Sure, I want to find that perfect for me relationship, but experience has taught me it’s probably cupcakes.
Heard a rival dad in the neighborhood was handing out full size candy bars so now every trick-or-treater that comes to my door is getting an entire rotisserie chicken.
DISNEY EXEC: So we’re going to remake 101 Dalmatians
ME: *hand shoots up*
EXEC: NOT with velociraptors
ME: *hand drops down*
*watching horror movie where young couple moves into new house & scary things happen* This is unrealistic they could never afford this house
Secret Santa is very disappointing if you’re self-employed.
Listen, you should really give your mother a call. She’s concerned that “the haters” in her Zumba class are organizing and gaining power.
just can’t imagine being this mad at a pond
We know he can swim but…
My kid said if I don’t stop calling it ‘Instantgram’ that he won’t talk to me for the entire Summer. So I’m going to start saying ‘The Facebook’ as well, just to be sure.
I’m embedded with a mall-walking group. Tomorrow, we’re splitting a Cinnabon eight ways.
Guy In France: yes may I please have an order of Here Fries
Led Zeppelin’s “In My Time Of Dying” is my favorite song about a man with a touch of a cold.
Around a third (42%) of parenting is pretending you understand your child’s homework
I’m fat, but not accidentally give birth in the Walmart bathroom because I didn’t know I was pregnant, fat.

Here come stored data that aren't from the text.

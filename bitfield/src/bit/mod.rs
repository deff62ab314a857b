#[macro_use]
pub mod bitwise;

pub use bitwise::{BitLength, BitSupport, Bitwise, BitwiseMut, BitwisePair, BitwisePairMut, ToBytes};
pub use words::{SetBitIndices, WORD_BIT_LEN, WORD_BYTE_LEN, Word, WordAccessor, word_count};

pub mod bitwise_for_words;
pub mod words;
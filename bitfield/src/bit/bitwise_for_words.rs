use crate::BitLength;
use crate::bit::words::{SetBitIndices, Word, WordAccessor};
use sorted_iter::assume::AssumeSortedByItemExt;
use std::iter::zip;

const LENGTH_MISMATCH: &str = "bitlists are different lengths";

#[inline]
#[track_caller]
fn assert_same_bit_len<Left, Right>(left: &Left, right: &Right)
where
    Left: ?Sized + BitLength,
    Right: ?Sized + BitLength,
{
    assert_eq!(left.bit_len(), right.bit_len(), "{LENGTH_MISMATCH}");
}

#[inline]
fn combine_into(left: &[Word], right: &[Word], destination: &mut [Word], operation: impl Fn(Word, Word) -> Word) {
    for (target, (left, right)) in zip(destination.iter_mut(), zip(left, right)) {
        *target = operation(*left, *right);
    }
}

#[inline]
fn combine_assign(target: &mut [Word], other: &[Word], operation: impl Fn(Word, Word) -> Word) {
    for (target, other) in zip(target.iter_mut(), other) {
        *target = operation(*target, *other);
    }
}

pub trait BitwiseForWords
where
    Self: AsRef<[Word]> + BitLength,
{
    #[inline]
    fn bit_at(&self, index: u64) -> bool {
        index < self.bit_len() && WordAccessor::for_index(index).value_of(self.as_ref())
    }

    #[inline]
    fn count(&self) -> u64 {
        self.as_ref().iter().map(|word| u64::from(word.count_ones())).sum()
    }

    #[inline]
    fn is_zero(&self) -> bool {
        self.as_ref().iter().all(|word| *word == 0)
    }
}

impl<Bits> BitwiseForWords for Bits where Bits: ?Sized + AsRef<[Word]> + BitLength {}

pub trait BitwiseMutForWords
where
    Self: AsMut<[Word]> + BitLength,
{
    #[inline]
    fn set_bit_at(&mut self, index: u64, to: bool) {
        if index < self.bit_len() {
            WordAccessor::for_index(index).set_value_of(self.as_mut(), to);
        }
    }

    #[inline]
    fn clear_bits(&mut self) {
        self.as_mut().fill(0);
    }
}

impl<Bits> BitwiseMutForWords for Bits where Bits: ?Sized + AsMut<[Word]> + BitLength {}

pub trait BitSupportForWords
where
    Self: AsRef<[Word]> + BitLength,
{
    #[inline]
    fn support(&self) -> impl sorted_iter::SortedIterator<Item = u64> {
        let bit_len = self.bit_len();
        SetBitIndices::new(self.as_ref())
            .take_while(move |index| *index < bit_len)
            .assume_sorted_by_item()
    }
}

impl<Bits> BitSupportForWords for Bits where Bits: ?Sized + AsRef<[Word]> + BitLength {}

pub trait BitwisePairForWords<Other: ?Sized>
where
    Self: AsRef<[Word]> + BitLength,
    Other: AsRef<[Word]> + BitLength,
{
    #[inline]
    #[track_caller]
    fn contains(&self, other: &Other) -> bool {
        assert_same_bit_len(self, other);
        zip(self.as_ref(), other.as_ref()).all(|(word, other_word)| *word == *word | *other_word)
    }

    #[inline]
    #[track_caller]
    fn overlaps(&self, other: &Other) -> bool {
        assert_same_bit_len(self, other);
        if self.bit_len() == 0 {
            return false;
        }
        zip(self.as_ref(), other.as_ref()).any(|(word, other_word)| *word & *other_word != 0)
    }
}

impl<Bits, Other> BitwisePairForWords<Other> for Bits
where
    Bits: ?Sized + AsRef<[Word]> + BitLength,
    Other: ?Sized + AsRef<[Word]> + BitLength,
{
}

pub trait BitwisePairMutForWords<Other: ?Sized>
where
    Self: AsRef<[Word]> + AsMut<[Word]> + BitLength,
    Other: AsRef<[Word]> + BitLength,
{
    #[inline]
    #[track_caller]
    fn or_into(&self, other: &Other, destination: &mut Self) {
        assert_same_bit_len(self, other);
        assert_same_bit_len(self, destination);
        combine_into(self.as_ref(), other.as_ref(), destination.as_mut(), |left, right| left | right);
    }

    #[inline]
    #[track_caller]
    fn and_into(&self, other: &Other, destination: &mut Self) {
        assert_same_bit_len(self, other);
        assert_same_bit_len(self, destination);
        combine_into(self.as_ref(), other.as_ref(), destination.as_mut(), |left, right| left & right);
    }

    #[inline]
    #[track_caller]
    fn xor_into(&self, other: &Other, destination: &mut Self) {
        assert_same_bit_len(self, other);
        assert_same_bit_len(self, destination);
        combine_into(self.as_ref(), other.as_ref(), destination.as_mut(), |left, right| left ^ right);
    }

    #[inline]
    #[track_caller]
    fn not_into(&self, destination: &mut Self) {
        assert_same_bit_len(self, destination);
        for (target, word) in zip(destination.as_mut().iter_mut(), self.as_ref()) {
            *target = !*word;
        }
    }

    #[inline]
    #[track_caller]
    fn bitor_assign(&mut self, other: &Other) {
        assert_same_bit_len(self, other);
        combine_assign(self.as_mut(), other.as_ref(), |left, right| left | right);
    }

    #[inline]
    #[track_caller]
    fn bitand_assign(&mut self, other: &Other) {
        assert_same_bit_len(self, other);
        combine_assign(self.as_mut(), other.as_ref(), |left, right| left & right);
    }

    #[inline]
    #[track_caller]
    fn bitxor_assign(&mut self, other: &Other) {
        assert_same_bit_len(self, other);
        combine_assign(self.as_mut(), other.as_ref(), |left, right| left ^ right);
    }
}

impl<Bits, Other> BitwisePairMutForWords<Other> for Bits
where
    Bits: ?Sized + AsRef<[Word]> + AsMut<[Word]> + BitLength,
    Other: ?Sized + AsRef<[Word]> + BitLength,
{
}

[me, first day on a farm] I’ve been milking this horse for 20 minutes now and he seems to be enjoying it
Boss: why’d you leave early?
Me: you said cease the day
Boss: yes I said seize the day
Me:
Boss:
The Revenant bear attack scene only it’s me trying to get out of volunteering at my kid’s school.
date: I love a man who’s self aware
me: I’m honestly below average looking and pretty boring
date: *gets super turned on*
Accidentally used my kids’ toothpaste this morning & now I can’t stop asking “why” every time my wife speaks to me
Relationship status: I shout “PIZZA’S HERE” so the delivery guy doesn’t think I’m eating two pizzas by myself.
Meteorologist: According to our facts, we’ll have a longer winter-
People: LET THE GROUNDHOG DECIDE
Meterologist: But science
People: NO
Good cop: we found her body in the river
Cop who doesn’t want people knowing he can’t swim: I was sick that day otherwise I’d have found it
*3.5 thank you very much.
[At the police station]
Cop: can you describe the incident with this *checks notes* this Jabberwocky? Start from the beginning
Me: Twas brillig, and the slithy toves Did gyre and gimble in the wabe; All mimsy were the borogoves, And the mome raths outgrabe
Cop: okay what
I asked my son if he wanted his sandwich on toast for lunch, and he said, “I’ll make it myself because you and the toaster aren’t friends.”